Mnuchin Invokes Special Debt Measures to Last Until June 5
(Bloomberg) -- Treasury Secretary Steven Mnuchin invoked special accounting measures through June 5 to continue paying the U.S. government’s bills without breaching the legal debt ceiling.
The U.S. debt limit resumed March 1 after being suspended by Congress, but the Treasury Department can use so-called extraordinary measures to prevent a default on payments for months beyond that. Mnuchin notified Congress on Monday that he is using such measures to redirect money from the federal civil service’s retirement fund.
“I respectfully urge Congress to protect the full faith and credit of the United States by acting to increase the statutory debt limit as soon as possible,” Mnuchin wrote in a letter dated March 4 addressed to congressional leaders.
Mnuchin can extend the period during which the retirement funds are diverted beyond June 5 and has other special measures he can use to delay a U.S. default beyond that date.

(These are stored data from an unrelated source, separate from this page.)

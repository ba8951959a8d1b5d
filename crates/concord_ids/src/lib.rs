//! Shared identifier wrappers for Concord.
//!
//! Row identifiers are database-assigned integers wrapped in newtypes so a
//! contract id can never be passed where a user id is expected. Stored blobs
//! are addressed by [`FileRef`], a generated collision-free file name.

use serde::{Deserialize, Serialize};
use std::fmt;
use std::path::Path;
use uuid::Uuid;

/// Error returned when parsing an identifier fails.
#[derive(Debug, Clone, PartialEq, Eq)]
pub struct IdParseError {
    message: String,
}

impl IdParseError {
    fn new(message: impl Into<String>) -> Self {
        Self {
            message: message.into(),
        }
    }
}

impl fmt::Display for IdParseError {
    fn fmt(&self, f: &mut fmt::Formatter<'_>) -> fmt::Result {
        write!(f, "{}", self.message)
    }
}

impl std::error::Error for IdParseError {}

macro_rules! define_row_id {
    ($name:ident, $label:expr) => {
        #[derive(
            Debug, Clone, Copy, PartialEq, Eq, Hash, PartialOrd, Ord, Serialize, Deserialize,
        )]
        #[serde(transparent)]
        pub struct $name(i64);

        impl $name {
            pub const fn new(value: i64) -> Self {
                Self(value)
            }

            pub const fn get(self) -> i64 {
                self.0
            }

            pub fn parse(value: &str) -> Result<Self, IdParseError> {
                let parsed = value
                    .trim()
                    .parse::<i64>()
                    .map_err(|e| IdParseError::new(format!("Invalid {}: {}", $label, e)))?;
                if parsed <= 0 {
                    return Err(IdParseError::new(format!(
                        "Invalid {}: must be positive, got {}",
                        $label, parsed
                    )));
                }
                Ok(Self(parsed))
            }
        }

        impl fmt::Display for $name {
            fn fmt(&self, f: &mut fmt::Formatter<'_>) -> fmt::Result {
                write!(f, "{}", self.0)
            }
        }

        impl std::str::FromStr for $name {
            type Err = IdParseError;

            fn from_str(s: &str) -> Result<Self, Self::Err> {
                Self::parse(s)
            }
        }

        impl From<$name> for i64 {
            fn from(value: $name) -> Self {
                value.0
            }
        }
    };
}

define_row_id!(UserId, "user ID");
define_row_id!(ContractId, "contract ID");
define_row_id!(VersionId, "version ID");
define_row_id!(NotificationId, "notification ID");

/// Reference to a stored blob: `<uuid-v4><original extension>`.
///
/// The engine only ever holds this string; bytes live behind a file store.
#[derive(Debug, Clone, PartialEq, Eq, Hash, Serialize, Deserialize)]
#[serde(transparent)]
pub struct FileRef(String);

impl FileRef {
    /// Generate a fresh reference, keeping the extension of `original_name`
    /// when it is plain alphanumeric.
    pub fn generate(original_name: &str) -> Self {
        let extension = Path::new(original_name)
            .extension()
            .and_then(|ext| ext.to_str())
            .filter(|ext| ext.chars().all(|c| c.is_ascii_alphanumeric()))
            .map(|ext| format!(".{}", ext))
            .unwrap_or_default();
        Self(format!("{}{}", Uuid::new_v4(), extension))
    }

    /// Wrap a reference read back from storage.
    ///
    /// Rejects anything that could escape a blob directory.
    pub fn parse(value: &str) -> Result<Self, IdParseError> {
        let trimmed = value.trim();
        if trimmed.is_empty() {
            return Err(IdParseError::new("Invalid file reference: empty"));
        }
        if trimmed.contains('/') || trimmed.contains('\\') || trimmed.starts_with('.') {
            return Err(IdParseError::new(format!(
                "Invalid file reference: {}",
                trimmed
            )));
        }
        Ok(Self(trimmed.to_string()))
    }

    pub fn as_str(&self) -> &str {
        &self.0
    }
}

impl fmt::Display for FileRef {
    fn fmt(&self, f: &mut fmt::Formatter<'_>) -> fmt::Result {
        write!(f, "{}", self.0)
    }
}

impl std::str::FromStr for FileRef {
    type Err = IdParseError;

    fn from_str(s: &str) -> Result<Self, Self::Err> {
        Self::parse(s)
    }
}
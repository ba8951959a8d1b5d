//! HTTP API types for the contract service.
//!
//! Field names follow the JSON the web client already consumes.

use chrono::{DateTime, Utc};
use concord_ids::{ContractId, NotificationId, UserId, VersionId};
use concord_lifecycle::{ContractStatus, LockAction, NotificationKind};
use serde::{Deserialize, Serialize};

// ============================================================================
// Users
// ============================================================================

/// Public view of an account. Never carries credentials.
#[derive(Debug, Clone, PartialEq, Eq, Serialize, Deserialize)]
pub struct UserResponse {
    pub id: UserId,
    pub username: String,
    pub email: String,
    pub full_name: Option<String>,
    pub created_at: DateTime<Utc>,
}

/// Body of `PUT /users/profile`.
#[derive(Debug, Clone, Default, PartialEq, Eq, Serialize, Deserialize)]
pub struct UserUpdateRequest {
    #[serde(default)]
    pub full_name: Option<String>,
    #[serde(default)]
    pub email: Option<String>,
    #[serde(default)]
    pub password: Option<String>,
}

// ============================================================================
// Contracts
// ============================================================================

#[derive(Debug, Clone, PartialEq, Eq, Serialize, Deserialize)]
pub struct ContractVersionResponse {
    pub id: VersionId,
    pub contract_id: ContractId,
    pub version_number: i64,
    pub file_name: String,
    pub created_by_id: UserId,
    pub created_at: DateTime<Utc>,
    pub change_notes: Option<String>,
    pub created_by: UserResponse,
}

/// Contract representation returned by upload, get, list and edit.
#[derive(Debug, Clone, PartialEq, Eq, Serialize, Deserialize)]
pub struct ContractResponse {
    pub id: ContractId,
    pub title: String,
    pub file_name: String,
    pub sender_id: UserId,
    pub recipient_id: UserId,
    pub status: ContractStatus,
    pub notes: Option<String>,
    pub created_at: DateTime<Utc>,
    pub updated_at: Option<DateTime<Utc>>,
    pub signed_at: Option<DateTime<Utc>>,
    pub locked_by_id: Option<UserId>,
    pub locked_at: Option<DateTime<Utc>>,
    pub sender_approved: bool,
    pub recipient_approved: bool,
    pub sender: UserResponse,
    pub recipient: UserResponse,
    /// Highest version first.
    #[serde(default)]
    pub versions: Vec<ContractVersionResponse>,
}

/// Body of `POST /contracts/{id}/lock`.
///
/// `action` stays a raw string so a bad value is reported as a 400 with the
/// offending text rather than a deserialization failure.
#[derive(Debug, Clone, PartialEq, Eq, Serialize, Deserialize)]
pub struct LockRequest {
    pub action: String,
}

impl LockRequest {
    pub fn new(action: LockAction) -> Self {
        Self {
            action: action.as_str().to_string(),
        }
    }
}

// ============================================================================
// Notifications
// ============================================================================

#[derive(Debug, Clone, PartialEq, Eq, Serialize, Deserialize)]
pub struct NotificationResponse {
    pub id: NotificationId,
    pub contract_id: ContractId,
    #[serde(rename = "type")]
    pub kind: NotificationKind,
    pub message: String,
    pub is_read: bool,
    pub created_at: DateTime<Utc>,
}

/// Response for GET /notifications/count
#[derive(Debug, Clone, Copy, PartialEq, Eq, Serialize, Deserialize)]
pub struct CountResponse {
    pub count: i64,
}

// ============================================================================
// Acknowledgements
// ============================================================================

/// `{"message": ...}` acknowledgement for state-changing calls.
#[derive(Debug, Clone, PartialEq, Eq, Serialize, Deserialize)]
pub struct MessageResponse {
    pub message: String,
}

impl MessageResponse {
    pub fn new(message: impl Into<String>) -> Self {
        Self {
            message: message.into(),
        }
    }

    pub fn lock(action: LockAction) -> Self {
        Self::new(format!("Contract {}ed successfully", action))
    }

    pub fn signed() -> Self {
        Self::new("Contract signed successfully")
    }

    pub fn denied() -> Self {
        Self::new("Contract denied successfully")
    }

    pub fn approved() -> Self {
        Self::new("Contract approved successfully")
    }

    pub fn deleted() -> Self {
        Self::new("Contract deleted successfully")
    }

    pub fn notification_read() -> Self {
        Self::new("Notification marked as read")
    }

    pub fn all_notifications_read() -> Self {
        Self::new("All notifications marked as read")
    }
}

// ============================================================================
// Error Response
// ============================================================================

/// Standard error response for the API.
#[derive(Debug, Clone, PartialEq, Serialize, Deserialize)]
pub struct ErrorResponse {
    pub error: String,
    pub code: String,
    #[serde(skip_serializing_if = "Option::is_none")]
    pub details: Option<serde_json::Value>,
}

impl ErrorResponse {
    pub fn new(error: impl Into<String>, code: impl Into<String>) -> Self {
        Self {
            error: error.into(),
            code: code.into(),
            details: None,
        }
    }

    pub fn with_details(mut self, details: serde_json::Value) -> Self {
        self.details = Some(details);
        self
    }
}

Congress is in no hurry to raise the debt ceiling with lawmakers widely expecting to address it closer to the time when the Treasury is running out of options to avoid a default. The non-partisan Congressional Budget Office has estimated that the federal government can use extraordinary measures to stave off a default until late summer or early autumn.
House Democrats hope to combine an increase in the debt limit with a deal to raise the spending caps, said a senior Democratic aide.
House Budget Chairman John Yarmuth of Kentucky said last week that he “cannot imagine” the debt ceiling would be raised before mid April, when the House will vote on a budget resolution that also would raise debt ceiling. The House budget resolution is expected to be dead on arrival in the Senate, but it could trigger negotiations on an increase in caps on federal spending.
The federal debt limit was first conceived almost a century ago to make it easier for the government to borrow money. But it morphed into an explosive political tool with the potential to roil financial markets, since a failure to raise the debt ceiling could eventually result in a first-ever default on some of the government’s obligations.
Raising the debt ceiling allows the government pay for things it has already decided to buy. Some want to abolish it, arguing that the congressional battles cost taxpayers money by increasing economic uncertainty, among other problems. Debt-limit supporters say opponents overstate the potential harm and that using it to bargain for spending cuts serves the public interest at a time of historically high debt levels.